ANC secretary-general Ace Magashule, who has come under fire for his children benefiting from lucrative tenders, has sought to shift the attention away from himself by pointing to other party leaders whose families have done business with the state.
Amid mounting criticism that families of ANC politicians were benefiting from government emergency procurement during Covid-19, Magashule insisted that there was no law prohibiting this.
He told News24, during a sit down interview on Thursday, that no such decision was ever taken by the ANC since coming into power in 1994. He further explained that there were many other leaders in the party who had also done business with the state.
"Tell me of one leader of the ANC, who has not done business with government... you are looking at [just] government; [other] people are working with banks," said Magashule without mentioning names.
While Magashule insisted there was no law preventing family members of politicians from landing state contracts, he would not oppose a resolution barring relatives of party leaders from doing business with the state.
His sons, Tshepiso and Thato, who featured in a trove of information relating to how the notorious Gupta family dished out trips and benefits as it carried out a looting spree of South African resources, have once more come under the spotlight, this time in relation to Covid-19 procurement contracts.
Last week it emerged the two were among a growing list of family members linked to ANC leaders who had been awarded contracts to provide personal protective equipment.
Madzikane II Diko, the husband of President Cyril Ramaphosa's spokesperson Khusela Diko, and national executive committee member Nomvula Mokonyane's daughter Katlego Mokonyane both scored tenders with Gauteng's health department; while a relative of the deputy minister in the presidency Thembi Seweya received an R800 000 contract from Limpopo health.
"People are going to say I am defending myself that's why I don't want to create that impression. I don't want to enter into that space where I am defending myself and my children. My children are adults, they are not even staying with me," said Magashule, as he declined to speak about the details of the matter.
Magashule said he would support legislation specifying who could do business with the government.
"If the law is made for all of us and everybody, I will abide by such a law.
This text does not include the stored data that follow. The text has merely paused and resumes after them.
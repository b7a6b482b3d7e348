//! Citizen portal (CZP) SSO client
//!
//! Login is two calls: the validate endpoint trades the consumer secret for
//! an intermediate token (iToken), then the deproc endpoint trades the
//! user's appId and mToken for their profile.

use reqwest::{Client, StatusCode};
use serde::{Deserialize, Serialize};
use std::sync::Arc;
use std::time::Duration;

use crate::cache::ExpiringCache;
use crate::config::CzpConfig;
use crate::error::{AppError, AppResult};

/// Deproc `messageCode` that marks success
const DEPROC_SUCCESS_CODE: i64 = 200;

/// Endpoints and credentials, all required
#[derive(Debug, Clone)]
pub struct CzpSettings {
    pub auth_url: String,
    pub deproc_url: String,
    pub consumer_key: String,
    pub consumer_secret: String,
    pub agent_id: String,
    pub token_ttl: Duration,
}

impl CzpSettings {
    /// Fails naming the first missing setting
    pub fn from_config(config: &CzpConfig) -> AppResult<Self> {
        fn required(value: &Option<String>, key: &str) -> AppResult<String> {
            value
                .as_deref()
                .map(str::trim)
                .filter(|v| !v.is_empty())
                .map(str::to_string)
                .ok_or_else(|| AppError::Configuration(format!("missing czp.{}", key)))
        }

        Ok(Self {
            auth_url: required(&config.auth_url, "auth_url")?,
            deproc_url: required(&config.deproc_url, "deproc_url")?,
            consumer_key: required(&config.consumer_key, "consumer_key")?,
            consumer_secret: required(&config.consumer_secret, "consumer_secret")?,
            agent_id: required(&config.agent_id, "agent_id")?,
            token_ttl: Duration::from_secs(config.token_ttl_secs),
        })
    }
}

/// Citizen profile returned by a successful login
#[derive(Debug, Clone, Serialize, Deserialize, PartialEq)]
#[serde(rename_all = "camelCase")]
pub struct CitizenProfile {
    pub user_id: String,
    pub citizen_id: Option<String>,
    pub first_name: Option<String>,
    pub last_name: Option<String>,
    pub date_of_birth_string: Option<String>,
    pub mobile: Option<String>,
    pub email: Option<String>,
    pub notification: Option<bool>,
}

impl CitizenProfile {
    /// Given and family name joined, if any
    pub fn display_name(&self) -> Option<String> {
        let parts: Vec<&str> = [self.first_name.as_deref(), self.last_name.as_deref()]
            .into_iter()
            .flatten()
            .filter(|s| !s.is_empty())
            .collect();
        (!parts.is_empty()).then(|| parts.join(" "))
    }
}

#[derive(Debug, Deserialize)]
struct ValidateResponse {
    #[serde(rename = "Result")]
    result: Option<String>,
}

#[derive(Debug, Serialize)]
struct DeprocRequest<'a> {
    #[serde(rename = "AppId")]
    app_id: &'a str,
    #[serde(rename = "MToken")]
    mtoken: &'a str,
}

#[derive(Debug, Deserialize)]
#[serde(rename_all = "camelCase")]
struct DeprocResponse {
    result: Option<DeprocProfile>,
    message_code: Option<i64>,
    message: Option<String>,
}

#[derive(Debug, Deserialize)]
#[serde(rename_all = "camelCase")]
struct DeprocProfile {
    user_id: Option<String>,
    citizen_id: Option<String>,
    first_name: Option<String>,
    last_name: Option<String>,
    date_of_birth_string: Option<String>,
    mobile: Option<String>,
    email: Option<String>,
    notification: Option<bool>,
}

/// CZP API client
#[derive(Clone)]
pub struct CzpClient {
    client: Client,
    settings: CzpSettings,
    itoken: Arc<ExpiringCache<String>>,
}

impl CzpClient {
    pub fn new(settings: CzpSettings) -> Self {
        Self::with_client(Client::new(), settings)
    }

    pub fn with_client(client: Client, settings: CzpSettings) -> Self {
        let itoken = Arc::new(ExpiringCache::new(settings.token_ttl));
        Self {
            client,
            settings,
            itoken,
        }
    }

    /// Exchange appId and mToken for the citizen's profile
    pub async fn deproc_profile(&self, app_id: &str, mtoken: &str) -> AppResult<CitizenProfile> {
        let itoken = self.intermediate_token().await?;

        let response = self
            .client
            .post(&self.settings.deproc_url)
            .header("Consumer-Key", &self.settings.consumer_key)
            .header("Token", itoken)
            .json(&DeprocRequest { app_id, mtoken })
            .send()
            .await
            .map_err(|e| AppError::SsoService(format!("deproc request failed: {}", e)))?;

        let status = response.status();
        if status == StatusCode::UNAUTHORIZED {
            // Stale iToken; fetch a fresh one on the next login
            self.itoken.invalidate().await;
        }
        let data: Option<DeprocResponse> = response.json().await.ok();
        let rejected = |message: Option<String>| AppError::Unauthorized {
            message: message.unwrap_or_else(|| format!("deproc failed ({})", status.as_u16())),
            message_th: "เข้าสู่ระบบไม่สำเร็จ".to_string(),
        };

        let Some(data) = data else {
            return Err(rejected(None));
        };
        let profile = data.result.and_then(|p| p.user_id.clone().map(|id| (id, p)));
        match profile {
            Some((user_id, p)) if status.is_success() && data.message_code == Some(DEPROC_SUCCESS_CODE) => {
                tracing::info!(status = status.as_u16(), "Citizen profile resolved");
                Ok(CitizenProfile {
                    user_id,
                    citizen_id: p.citizen_id,
                    first_name: p.first_name,
                    last_name: p.last_name,
                    date_of_birth_string: p.date_of_birth_string,
                    mobile: p.mobile,
                    email: p.email,
                    notification: p.notification,
                })
            }
            _ => {
                tracing::warn!(
                    status = status.as_u16(),
                    message_code = ?data.message_code,
                    "Citizen portal rejected login"
                );
                Err(rejected(data.message))
            }
        }
    }

    /// Cached iToken, fetched from the validate endpoint when expired
    async fn intermediate_token(&self) -> AppResult<String> {
        self.itoken.get_or_refresh(|| self.fetch_intermediate_token()).await
    }

    async fn fetch_intermediate_token(&self) -> AppResult<String> {
        tracing::debug!("Requesting citizen portal intermediate token");

        let response = self
            .client
            .get(&self.settings.auth_url)
            .query(&[
                ("ConsumerSecret", self.settings.consumer_secret.as_str()),
                ("AgentID", self.settings.agent_id.as_str()),
            ])
            .header("Consumer-Key", &self.settings.consumer_key)
            .header("Content-Type", "application/json")
            .send()
            .await
            .map_err(|e| AppError::SsoService(format!("validate request failed: {}", e)))?;

        let status = response.status();
        if !status.is_success() {
            return Err(AppError::SsoService(format!(
                "validate failed: {}",
                status.as_u16()
            )));
        }

        let data: ValidateResponse = response
            .json()
            .await
            .map_err(|e| AppError::SsoService(format!("Failed to parse validate response: {}", e)))?;

        data.result
            .filter(|t| !t.is_empty())
            .ok_or_else(|| AppError::SsoService("validate missing Result token".to_string()))
    }
}

#[cfg(test)]
mod tests {
    use super::*;

    fn config() -> CzpConfig {
        CzpConfig {
            auth_url: Some("http://czp/validate".into()),
            deproc_url: Some("http://czp/deproc".into()),
            consumer_key: Some("key".into()),
            consumer_secret: Some("secret".into()),
            agent_id: Some("agent".into()),
            token_ttl_secs: 300,
        }
    }

    #[test]
    fn test_settings_require_every_value() {
        assert!(CzpSettings::from_config(&config()).is_ok());

        let mut missing = config();
        missing.agent_id = Some("  ".into());
        match CzpSettings::from_config(&missing) {
            Err(AppError::Configuration(msg)) => assert_eq!(msg, "missing czp.agent_id"),
            other => panic!("unexpected: {:?}", other.map(|s| s.auth_url)),
        }
    }

    #[test]
    fn test_display_name() {
        let mut profile = CitizenProfile {
            user_id: "u1".into(),
            citizen_id: None,
            first_name: Some("สมชาย".into()),
            last_name: Some("ใจดี".into()),
            date_of_birth_string: None,
            mobile: None,
            email: None,
            notification: None,
        };
        assert_eq!(profile.display_name().as_deref(), Some("สมชาย ใจดี"));
        profile.first_name = None;
        profile.last_name = None;
        assert_eq!(profile.display_name(), None);
    }
}
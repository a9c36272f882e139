//! Task response scoring with per-task rubrics.

use serde::{Deserialize, Serialize};
use tokio_util::sync::CancellationToken;

use super::evaluator::Evaluator;
use super::tasks::Task;
use crate::error::EvaluatorError;

/// Normalized task score.
#[derive(Debug, Clone, PartialEq, Eq, Serialize, Deserialize)]
pub struct ScoreResult {
    /// 0-100, ten times the judge verdict.
    pub score: i32,
    pub reasoning: String,
}

/// Scores agent responses to catalog tasks.
#[derive(Clone)]
pub struct Scorer {
    evaluator: Evaluator,
}

impl Scorer {
    pub fn new(evaluator: Evaluator) -> Self {
        Self { evaluator }
    }

    /// Judges `response` against the rubric for `task`.
    pub async fn score(
        &self,
        cancel: &CancellationToken,
        task: &Task,
        response: &str,
    ) -> Result<ScoreResult, EvaluatorError> {
        let content = format!("Task: {}\n\nAgent Response:\n{}", task.prompt, response);
        let verdict = self
            .evaluator
            .evaluate_with_retry(cancel, get_rubric(&task.id), &content)
            .await?;
        Ok(ScoreResult {
            score: verdict.score * 10,
            reasoning: verdict.reason,
        })
    }
}

/// Judge instructions for a task id. Unknown ids get the intent-clarity rubric.
pub fn get_rubric(task_id: &str) -> &'static str {
    match task_id {
        "modification_confidence" => MODIFICATION_CONFIDENCE_RUBRIC,
        "cross_file_coherence" => CROSS_FILE_COHERENCE_RUBRIC,
        "semantic_completeness" => SEMANTIC_COMPLETENESS_RUBRIC,
        _ => INTENT_CLARITY_RUBRIC,
    }
}

const INTENT_CLARITY_RUBRIC: &str = r#"You are evaluating an AI coding agent's response to a code understanding task.

The agent was asked to find and explain a main entry point function.

Score the response from 1-10 based on these criteria:
- Correct identification (40%): Did the agent find the right function and file?
- Accuracy of explanation (40%): Is the explanation correct, clear, and specific?
- Use of codebase context (20%): Did the agent reference actual code details?

Consider:
- Score 8-10: Correct function found, accurate explanation, references specific code
- Score 5-7: Function found but explanation has minor issues or lacks specifics
- Score 3-4: Wrong function or significant explanation errors
- Score 1-2: Failed to find function or completely wrong explanation

Respond with JSON only: {"score": N, "reason": "brief explanation"}"#;

const MODIFICATION_CONFIDENCE_RUBRIC: &str = r#"You are evaluating an AI coding agent's response to a code modification task.

The agent was asked to propose input validation for a function.

Score the response from 1-10 based on these criteria:
- Correctness of change (50%): Is the proposed validation appropriate and correct?
- Appropriate scope (30%): Is the change well-scoped (not too broad or too narrow)?
- Follows patterns (20%): Does it match existing codebase patterns?

Consider:
- Score 8-10: Correct validation, well-scoped, matches existing patterns
- Score 5-7: Reasonable validation but minor issues with scope or patterns
- Score 3-4: Validation has significant issues or wrong approach
- Score 1-2: Proposed change would break code or is completely wrong

Respond with JSON only: {"score": N, "reason": "brief explanation"}"#;

const CROSS_FILE_COHERENCE_RUBRIC: &str = r#"You are evaluating an AI coding agent's response to a code tracing task.

The agent was asked to trace data flow across multiple files.

Score the response from 1-10 based on these criteria:
- Completeness of trace (50%): Did the agent follow the full data path?
- Accuracy (30%): Are the files, functions, and flow described correctly?
- Efficiency (20%): Did the agent avoid unnecessary detours or confusion?

Consider:
- Score 8-10: Complete trace, all files/functions correct, clear presentation
- Score 5-7: Most of the trace correct but missing steps or minor errors
- Score 3-4: Major gaps in trace or significant errors
- Score 1-2: Failed to trace or completely wrong flow

Respond with JSON only: {"score": N, "reason": "brief explanation"}"#;

const SEMANTIC_COMPLETENESS_RUBRIC: &str = r#"You are evaluating an AI coding agent's response to a pattern-matching task.

The agent was asked to propose error handling that matches existing patterns.

Score the response from 1-10 based on these criteria:
- Functional correctness (40%): Would the proposed error handling work?
- Pattern matching (40%): Does it actually match patterns found in the codebase?
- Edge case handling (20%): Does it consider edge cases appropriately?

Consider:
- Score 8-10: Correct error handling, clearly matches existing patterns, good edge cases
- Score 5-7: Reasonable error handling but pattern matching could be better
- Score 3-4: Error handling has issues or doesn't match patterns
- Score 1-2: Proposed handling would fail or ignores existing patterns

Respond with JSON only: {"score": N, "reason": "brief explanation"}"#;
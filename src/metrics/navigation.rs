//! M3: can the agent follow dependencies out of a file?

use std::path::Path;
use std::time::Duration;

use async_trait::async_trait;
use tokio_util::sync::CancellationToken;

use super::execute::{execute_standard_metric, StandardExecution};
use super::scoring::{match_groups, match_negative_indicators, take_best, IndicatorGroup, LazyRegex, ScoreTrace};
use super::{Metric, MetricResult, PromptExecutor, Sample, SampleObserver, CROSS_FILE_NAVIGATION};
use crate::target::{AnalysisTarget, Language};

const SAMPLE_COUNT: usize = 2;
const TIMEOUT: Duration = Duration::from_secs(360);
const TOOLS: &str = "Read,Glob,Grep";
const MIN_IMPORTS: usize = 3;
const BASE_SCORE: i32 = 2;
const DEPTH_PATH_SEPARATORS: usize = 6;
const EXTENSIVE_WORDS: usize = 200;

// Go counts the `import` keyword plus each quoted path inside an import block.
static GO_IMPORTS: LazyRegex = LazyRegex::new(r#"(?m)^\s*(?:import\s+|"[^"]+"\s*$|\t"[^"]+")"#);
static PY_IMPORTS: LazyRegex = LazyRegex::new(r"(?m)^(?:import|from)\s+\w+");
static TS_IMPORTS: LazyRegex = LazyRegex::new(r#"(?m)^import\s+.+from\s+['"]"#);
static OTHER_IMPORTS: LazyRegex = LazyRegex::new(r"(?m)^(?:import|from|require|include)\s+");

const GROUPS: &[IndicatorGroup] = &[
    IndicatorGroup {
        name: "import_awareness",
        members: &["import", "from"],
    },
    IndicatorGroup {
        name: "cross_file_refs",
        members: &[".go", ".py", ".ts", ".js"],
    },
    IndicatorGroup {
        name: "data_flow",
        members: &["->", "flow"],
    },
    IndicatorGroup {
        name: "purpose_mapping",
        members: &["module", "provides", "exports", "purpose"],
    },
];

const NEGATIVE: &[&str] = &[
    "cannot find",
    "not found",
    "no file",
    "unable to",
    "cannot trace",
    "unknown",
];

#[derive(Debug, Default)]
pub struct NavigationMetric;

impl NavigationMetric {
    pub fn new() -> Self {
        Self
    }
}

fn import_pattern(language: Language) -> &'static LazyRegex {
    match language {
        Language::Go => &GO_IMPORTS,
        Language::Python => &PY_IMPORTS,
        Language::TypeScript => &TS_IMPORTS,
        Language::Other => &OTHER_IMPORTS,
    }
}

fn build_prompt(sample: &Sample) -> String {
    format!(
        "Examine the file at {} and trace its dependencies.\n\
         \n\
         Your task:\n\
         1. List all imports/dependencies in this file\n\
         2. For each imported module/package, identify what it provides\n\
         3. Trace the data flow: pick one function and show how data flows from this file through other files\n\
         \n\
         Format your response as:\n\
         - Imports: [list of imports]\n\
         - Dependency Purpose: [for each import, what it provides]\n\
         - Data Flow Trace: [starting function] -> [calls in other files] -> [final destination]\n\
         \n\
         Reference actual file paths and function names from the codebase.",
        sample.file_path
    )
}

pub(crate) fn score_response(response: &str) -> ScoreTrace {
    let lower = response.to_lowercase();
    let mut trace = ScoreTrace::new(BASE_SCORE);
    trace.extend(match_groups(&lower, GROUPS));
    trace.push(
        "group:depth",
        response.matches('/').count() > DEPTH_PATH_SEPARATORS,
        1,
    );
    trace.push(
        "group:extensive_depth",
        response.split_whitespace().count() > EXTENSIVE_WORDS,
        1,
    );
    trace.extend(match_negative_indicators(&lower, NEGATIVE));
    trace.finish()
}

#[async_trait]
impl Metric for NavigationMetric {
    fn id(&self) -> &'static str {
        CROSS_FILE_NAVIGATION
    }

    fn name(&self) -> &'static str {
        "Cross-File Navigation"
    }

    fn description(&self) -> &'static str {
        "Measures ability to trace dependencies across files"
    }

    fn timeout(&self) -> Duration {
        TIMEOUT
    }

    fn sample_count(&self) -> usize {
        SAMPLE_COUNT
    }

    /// Files with the most imports, using the target language's import syntax.
    fn select_samples(&self, targets: &[AnalysisTarget]) -> Vec<Sample> {
        let mut candidates = Vec::new();
        for target in targets {
            let pattern = import_pattern(target.language);
            for file in target.source_files() {
                let imports = pattern.count(&file.content);
                if imports < MIN_IMPORTS {
                    continue;
                }
                candidates.push(Sample {
                    file_path: file.rel_path.clone(),
                    selection_score: imports as f64,
                    description: format!("High import count ({} imports)", imports),
                    ..Default::default()
                });
            }
        }
        take_best(candidates, SAMPLE_COUNT)
    }

    async fn execute(
        &self,
        cancel: &CancellationToken,
        work_dir: &Path,
        samples: &[Sample],
        executor: &dyn PromptExecutor,
        observer: Option<&dyn SampleObserver>,
    ) -> MetricResult {
        let cfg = StandardExecution {
            metric_id: self.id(),
            metric_name: self.name(),
            timeout: TIMEOUT,
            tools: TOOLS,
            build_prompt: &build_prompt,
            score_response: &score_response,
        };
        execute_standard_metric(cancel, work_dir, samples, executor, observer, cfg).await
    }
}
Our kids and ourselves would know that there is legislation - which bars, your children, your family from doing business [with the state].
"If that law is passed in South Africa, I think it will assist," said Magashule.
The ANC secretary-general dismissed an argument recently made by NEC member Mondli Gungubele who wanted ethical considerations to matter more than legal requirements when it came to the issue of children of leaders in the governing party conducting business with the state.
"I hate these individuals, who talk their individual positions when they are defeated by the views of the majority," said Magashule.
News24 understood that this was one of the issues which led to ferocious discussions during the ANC's weekend NEC meeting, with a number of leaders pointing fingers at each another as they grappled with corruption, which continued to plague the governing party.
Magashule, often linked to numerous claims of corruption relating to the Guptas' state capture era, called on law enforcement to leave no stone unturned in the battle against graft.
He reiterated the ANC's stance that it was "embarrassed" by acts of corruption. He said no matter the person involved, the crime-fighting institutions needed to pursue them.